* **Given records**
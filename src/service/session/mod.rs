//! Bindings to the identity backend that turns a verified code into a session.
//!
//! Three interchangeable adapters exist. The application runs with exactly
//! one of them, picked by `auth_provider` in the configuration.

mod hosted;
mod managed;
mod token;

pub use hosted::{HostedLogin, HostedLoginSettings};
pub use managed::ManagedAuth;
pub use token::TokenSessions;

use async_trait::async_trait;
use chrono::{DateTime, Duration, Utc};
use thiserror::Error;

use crate::models::identity::{Identity, Session};

#[derive(Debug, Error)]
pub enum SessionError {
    #[error("identity provider rejected the request: {0}")]
    Rejected(String),

    #[error("identity provider unreachable: {0}")]
    Transport(#[from] reqwest::Error),

    #[error("token error: {0}")]
    Token(#[from] crate::config::crypto::TokenError),

    #[error("operation not supported by the {0} provider")]
    Unsupported(&'static str),
}

#[async_trait]
pub trait SessionEstablisher: Send + Sync {
    /// Short provider name used in logs.
    fn name(&self) -> &'static str;

    /// Mark `identity` as authenticated for the rest of the interactive session.
    async fn establish(&self, identity: &Identity) -> Result<Session, SessionError>;

    /// Resolve a session token back to its identity. Unknown, expired or
    /// revoked tokens resolve to `None`.
    async fn current_identity(&self, token: &str) -> Result<Option<Identity>, SessionError>;

    async fn is_authenticated(&self, token: &str) -> Result<bool, SessionError> {
        Ok(self.current_identity(token).await?.is_some())
    }

    /// End the session. Some providers answer with a URL the browser must visit.
    async fn end_session(&self, _token: &str) -> Result<Option<String>, SessionError> {
        Ok(None)
    }

    /// Finish a redirect-based login from the provider's authorization code.
    /// `state` must be the value handed out by `establish` for this login.
    async fn complete_login(&self, _code: &str, _state: &str) -> Result<Session, SessionError> {
        Err(SessionError::Unsupported(self.name()))
    }

    /// Trade a refresh token for a fresh access token.
    async fn refresh(&self, _refresh_token: &str) -> Result<Session, SessionError> {
        Err(SessionError::Unsupported(self.name()))
    }
}

/// Absolute expiry for a provider-reported lifetime in seconds.
pub(crate) fn expiry_after(expires_in: i64) -> Result<DateTime<Utc>, SessionError> {
    Duration::try_seconds(expires_in)
        .filter(|lifetime| *lifetime > Duration::zero())
        .and_then(|lifetime| Utc::now().checked_add_signed(lifetime))
        .ok_or_else(|| SessionError::Rejected(format!("unusable token lifetime {expires_in}s")))
}

#[cfg(test)]
mod tests {
    use super::*;

    #[test]
    fn provider_lifetimes_are_range_checked() {
        assert!(expiry_after(3600).unwrap() > Utc::now());
        assert!(matches!(expiry_after(0), Err(SessionError::Rejected(_))));
        assert!(matches!(expiry_after(-60), Err(SessionError::Rejected(_))));
        assert!(matches!(expiry_after(i64::MAX), Err(SessionError::Rejected(_))));
    }
}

* **Your instructions**
Copy out each line of the listing that holds the string "matches".

* **Final answer**
        assert!(matches!(expiry_after(0), Err(SessionError::Rejected(_))));
        assert!(matches!(expiry_after(-60), Err(SessionError::Rejected(_))));
        assert!(matches!(expiry_after(i64::MAX), Err(SessionError::Rejected(_))));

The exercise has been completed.